## WHAT TO DO
Restating the data word for word is all that is required.

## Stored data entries
● ● ● ● ●
use crate::common::TestHarness;
use trinode_core::*;

fn close(actual: f64, expected: f64, what: &str) {
    assert!(
        (actual - expected).abs() < 1e-6,
        "{}: expected {}, got {}",
        what,
        expected,
        actual
    );
}

#[test]
fn test_zero_horizon_only_initial_arrivals() {
    let mut h = TestHarness::with_horizon(0.0);
    h.run();

    let kinds: Vec<EventType> = h.sim.trace().iter().map(|e| e.event_type).collect();
    assert_eq!(kinds, vec![EventType::ArrivalC2, EventType::ArrivalC3]);

    let counters = h.counters();
    assert_eq!(counters.arrivals_c2, 1);
    assert_eq!(counters.arrivals_c3, 1);
    assert_eq!(counters.rejected_by_c3, 0);
    assert_eq!(counters.sent_by_c1, 0);
    assert_eq!(h.sim.messages().len(), 2);
    assert_eq!(h.terminal(), 0, "No message can finish at t=0");
    assert_eq!(h.sim.trio_time(), 0.0);

    let stats = h.stats();
    assert_eq!(stats.overall.count, 0);
    assert_eq!(stats.utilization.c1, 0.0);
    assert_eq!(stats.utilization.c2, 0.0);
    assert_eq!(stats.utilization.c3, 0.0);
    assert_eq!(stats.trio_fraction, 0.0);
    assert_eq!(stats.in_flight, 2);
}

#[test]
fn test_default_seed_reference_run() {
    let mut h = TestHarness::new();
    h.run();

    assert_eq!(h.sim.trace().len(), 63, "Handled event count");
    assert_eq!(h.sim.messages().len(), 28);
    assert_eq!(
        h.counters(),
        Counters {
            arrivals_c2: 8,
            arrivals_c3: 20,
            rejected_by_c3: 18,
            sent_by_c1: 8,
        }
    );
    assert_eq!(h.terminal(), 23);
    assert_eq!(h.count(Category::C2Success), 5);
    assert_eq!(h.count(Category::C3Success), 0);
    assert_eq!(h.count(Category::C3Rejected), 18);
    assert_eq!(h.sim.pending_events(), 3);

    close(h.sim.time, 99.00614777813196, "final clock");
    close(h.sim.trio_time(), 5.02115147274904, "trio time");
    close(h.busy_time(ProcessorId::C1), 18.385015971958637, "C1 busy");
    close(h.busy_time(ProcessorId::C2), 42.52529430552386, "C2 busy");
    close(h.busy_time(ProcessorId::C3), 84.67043602326885, "C3 busy");

    let stats = h.stats();
    close(stats.utilization.c3, 0.8467043602326885, "C3 utilization");
    assert_eq!(stats.c3_success.mean_time, 0.0, "Empty category reports zero");
    assert_eq!(stats.c3_success.mean_time_ci, ConfidenceInterval::default());

    let longest = h
        .sim
        .messages()
        .iter()
        .filter_map(|m| m.sojourn())
        .fold(0.0, f64::max);
    assert!(longest > 1.0);
    assert!(
        (stats.sojourn.max - longest).abs() <= longest * 0.002 + 0.001,
        "max sojourn {} vs {}",
        stats.sojourn.max,
        longest
    );
    assert!(stats.sojourn.p50 > 0.01, "p50 {}", stats.sojourn.p50);
    assert!(stats.sojourn.p50 <= stats.sojourn.p95);
    assert!(stats.sojourn.p95 <= stats.sojourn.p99);
    assert!(stats.sojourn.p99 <= stats.sojourn.max);
}

#[test]
fn test_legacy_sent_counting() {
    let config = RunConfig::default()
        .with_trace()
        .with_sent_counting(SentCounting::Legacy);
    let mut legacy = TestHarness::with_config(config);
    legacy.run();

    let mut once = TestHarness::new();
    once.run();

    assert_eq!(legacy.counters().sent_by_c1, 13);
    assert_eq!(once.counters().sent_by_c1, 8);
    assert_eq!(legacy.sim.trace(), once.sim.trace(), "Counting mode must not change the run");

    // Each C1 completion that leaves the system counts once more under Legacy.
    let extra = legacy.count(Category::C2Success) + legacy.count(Category::C3Success);
    assert_eq!(
        legacy.counters().sent_by_c1,
        once.counters().sent_by_c1 + extra as u64
    );
}

#[test]
fn test_long_reference_run() {
    let mut h = TestHarness::with_horizon(1000.0);
    h.run();

    assert_eq!(h.sim.trace().len(), 724);
    assert_eq!(h.sim.messages().len(), 261);
    let counters = h.counters();
    assert_eq!(counters.arrivals_c2, 75);
    assert_eq!(counters.arrivals_c3, 186);
    assert_eq!(counters.rejected_by_c3, 158);
    assert_eq!(counters.sent_by_c1, 152);
    assert_eq!(h.count(Category::C2Success), 67);
    assert_eq!(h.count(Category::C3Success), 26);
    assert!((h.sim.trio_time() - 294.80132095684496).abs() < 1e-6);
}

#[test]
fn test_recirculation_keeps_arrival_counters() {
    let mut h = TestHarness::with_horizon(1000.0);
    h.run();

    let recirculated = h.sim.messages().iter().filter(|m| m.recirculations > 0).count();
    assert!(recirculated > 0, "A long run should send some messages back");

    let counters = h.counters();
    assert_eq!(
        (counters.arrivals_c2 + counters.arrivals_c3) as usize,
        h.sim.messages().len(),
        "Arrival counters track external arrivals only"
    );
}

#[test]
fn test_certain_rejection_starves_c1_of_c3_traffic() {
    let mut config = RunConfig::default().with_horizon(500.0).with_trace();
    config.model.c3_reject_probability = 1.0;
    let mut h = TestHarness::with_config(config);
    h.run();

    assert_eq!(h.count(Category::C3Success), 0);
    let c3_terminal = h
        .sim
        .messages()
        .iter()
        .filter(|m| m.origin == Origin::C3 && m.is_terminal())
        .count();
    assert_eq!(c3_terminal, h.count(Category::C3Rejected));
    assert!(h
        .sim
        .messages()
        .iter()
        .filter(|m| m.origin == Origin::C3)
        .all(|m| m.recirculations == 0));
}

#[test]
fn test_invalid_config_is_rejected() {
    let bad = RunConfig::default().with_horizon(-1.0);
    assert!(matches!(Simulation::new(bad), Err(SimError::InvalidConfig(_))));

    let mut degenerate = RunConfig::default();
    degenerate.model.c2_return_probability = 2.0;
    assert!(matches!(
        Simulation::new(degenerate),
        Err(SimError::InvalidDistribution { name: "bernoulli", .. })
    ));

    // Negative service bounds would schedule finishes in the past.
    let mut backwards = RunConfig::default();
    backwards.model.c2_service_min = -10.0;
    backwards.model.c2_service_max = -5.0;
    assert!(matches!(
        Simulation::new(backwards),
        Err(SimError::InvalidDistribution { name: "uniform", .. })
    ));
}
● ● ● ● ●
## PROBLEM SOLUTION
use crate::common::TestHarness;
use trinode_core::*;

fn close(actual: f64, expected: f64, what: &str) {
    assert!(
        (actual - expected).abs() < 1e-6,
        "{}: expected {}, got {}",
        what,
        expected,
        actual
    );
}

#[test]
fn test_zero_horizon_only_initial_arrivals() {
    let mut h = TestHarness::with_horizon(0.0);
    h.run();

    let kinds: Vec<EventType> = h.sim.trace().iter().map(|e| e.event_type).collect();
    assert_eq!(kinds, vec![EventType::ArrivalC2, EventType::ArrivalC3]);

    let counters = h.counters();
    assert_eq!(counters.arrivals_c2, 1);
    assert_eq!(counters.arrivals_c3, 1);
    assert_eq!(counters.rejected_by_c3, 0);
    assert_eq!(counters.sent_by_c1, 0);
    assert_eq!(h.sim.messages().len(), 2);
    assert_eq!(h.terminal(), 0, "No message can finish at t=0");
    assert_eq!(h.sim.trio_time(), 0.0);

    let stats = h.stats();
    assert_eq!(stats.overall.count, 0);
    assert_eq!(stats.utilization.c1, 0.0);
    assert_eq!(stats.utilization.c2, 0.0);
    assert_eq!(stats.utilization.c3, 0.0);
    assert_eq!(stats.trio_fraction, 0.0);
    assert_eq!(stats.in_flight, 2);
}

#[test]
fn test_default_seed_reference_run() {
    let mut h = TestHarness::new();
    h.run();

    assert_eq!(h.sim.trace().len(), 63, "Handled event count");
    assert_eq!(h.sim.messages().len(), 28);
    assert_eq!(
        h.counters(),
        Counters {
            arrivals_c2: 8,
            arrivals_c3: 20,
            rejected_by_c3: 18,
            sent_by_c1: 8,
        }
    );
    assert_eq!(h.terminal(), 23);
    assert_eq!(h.count(Category::C2Success), 5);
    assert_eq!(h.count(Category::C3Success), 0);
    assert_eq!(h.count(Category::C3Rejected), 18);
    assert_eq!(h.sim.pending_events(), 3);

    close(h.sim.time, 99.00614777813196, "final clock");
    close(h.sim.trio_time(), 5.02115147274904, "trio time");
    close(h.busy_time(ProcessorId::C1), 18.385015971958637, "C1 busy");
    close(h.busy_time(ProcessorId::C2), 42.52529430552386, "C2 busy");
    close(h.busy_time(ProcessorId::C3), 84.67043602326885, "C3 busy");

    let stats = h.stats();
    close(stats.utilization.c3, 0.8467043602326885, "C3 utilization");
    assert_eq!(stats.c3_success.mean_time, 0.0, "Empty category reports zero");
    assert_eq!(stats.c3_success.mean_time_ci, ConfidenceInterval::default());

    let longest = h
        .sim
        .messages()
        .iter()
        .filter_map(|m| m.sojourn())
        .fold(0.0, f64::max);
    assert!(longest > 1.0);
    assert!(
        (stats.sojourn.max - longest).abs() <= longest * 0.002 + 0.001,
        "max sojourn {} vs {}",
        stats.sojourn.max,
        longest
    );
    assert!(stats.sojourn.p50 > 0.01, "p50 {}", stats.sojourn.p50);
    assert!(stats.sojourn.p50 <= stats.sojourn.p95);
    assert!(stats.sojourn.p95 <= stats.sojourn.p99);
    assert!(stats.sojourn.p99 <= stats.sojourn.max);
}

#[test]
fn test_legacy_sent_counting() {
    let config = RunConfig::default()
        .with_trace()
        .with_sent_counting(SentCounting::Legacy);
    let mut legacy = TestHarness::with_config(config);
    legacy.run();

    let mut once = TestHarness::new();
    once.run();

    assert_eq!(legacy.counters().sent_by_c1, 13);
    assert_eq!(once.counters().sent_by_c1, 8);
    assert_eq!(legacy.sim.trace(), once.sim.trace(), "Counting mode must not change the run");

    // Each C1 completion that leaves the system counts once more under Legacy.
    let extra = legacy.count(Category::C2Success) + legacy.count(Category::C3Success);
    assert_eq!(
        legacy.counters().sent_by_c1,
        once.counters().sent_by_c1 + extra as u64
    );
}

#[test]
fn test_long_reference_run() {
    let mut h = TestHarness::with_horizon(1000.0);
    h.run();

    assert_eq!(h.sim.trace().len(), 724);
    assert_eq!(h.sim.messages().len(), 261);
    let counters = h.counters();
    assert_eq!(counters.arrivals_c2, 75);
    assert_eq!(counters.arrivals_c3, 186);
    assert_eq!(counters.rejected_by_c3, 158);
    assert_eq!(counters.sent_by_c1, 152);
    assert_eq!(h.count(Category::C2Success), 67);
    assert_eq!(h.count(Category::C3Success), 26);
    assert!((h.sim.trio_time() - 294.80132095684496).abs() < 1e-6);
}

#[test]
fn test_recirculation_keeps_arrival_counters() {
    let mut h = TestHarness::with_horizon(1000.0);
    h.run();

    let recirculated = h.sim.messages().iter().filter(|m| m.recirculations > 0).count();
    assert!(recirculated > 0, "A long run should send some messages back");

    let counters = h.counters();
    assert_eq!(
        (counters.arrivals_c2 + counters.arrivals_c3) as usize,
        h.sim.messages().len(),
        "Arrival counters track external arrivals only"
    );
}

#[test]
fn test_certain_rejection_starves_c1_of_c3_traffic() {
    let mut config = RunConfig::default().with_horizon(500.0).with_trace();
    config.model.c3_reject_probability = 1.0;
    let mut h = TestHarness::with_config(config);
    h.run();

    assert_eq!(h.count(Category::C3Success), 0);
    let c3_terminal = h
        .sim
        .messages()
        .iter()
        .filter(|m| m.origin == Origin::C3 && m.is_terminal())
        .count();
    assert_eq!(c3_terminal, h.count(Category::C3Rejected));
    assert!(h
        .sim
        .messages()
        .iter()
        .filter(|m| m.origin == Origin::C3)
        .all(|m| m.recirculations == 0));
}

#[test]
fn test_invalid_config_is_rejected() {
    let bad = RunConfig::default().with_horizon(-1.0);
    assert!(matches!(Simulation::new(bad), Err(SimError::InvalidConfig(_))));

    let mut degenerate = RunConfig::default();
    degenerate.model.c2_return_probability = 2.0;
    assert!(matches!(
        Simulation::new(degenerate),
        Err(SimError::InvalidDistribution { name: "bernoulli", .. })
    ));

    // Negative service bounds would schedule finishes in the past.
    let mut backwards = RunConfig::default();
    backwards.model.c2_service_min = -10.0;
    backwards.model.c2_service_max = -5.0;
    assert!(matches!(
        Simulation::new(backwards),
        Err(SimError::InvalidDistribution { name: "uniform", .. })
    ));
}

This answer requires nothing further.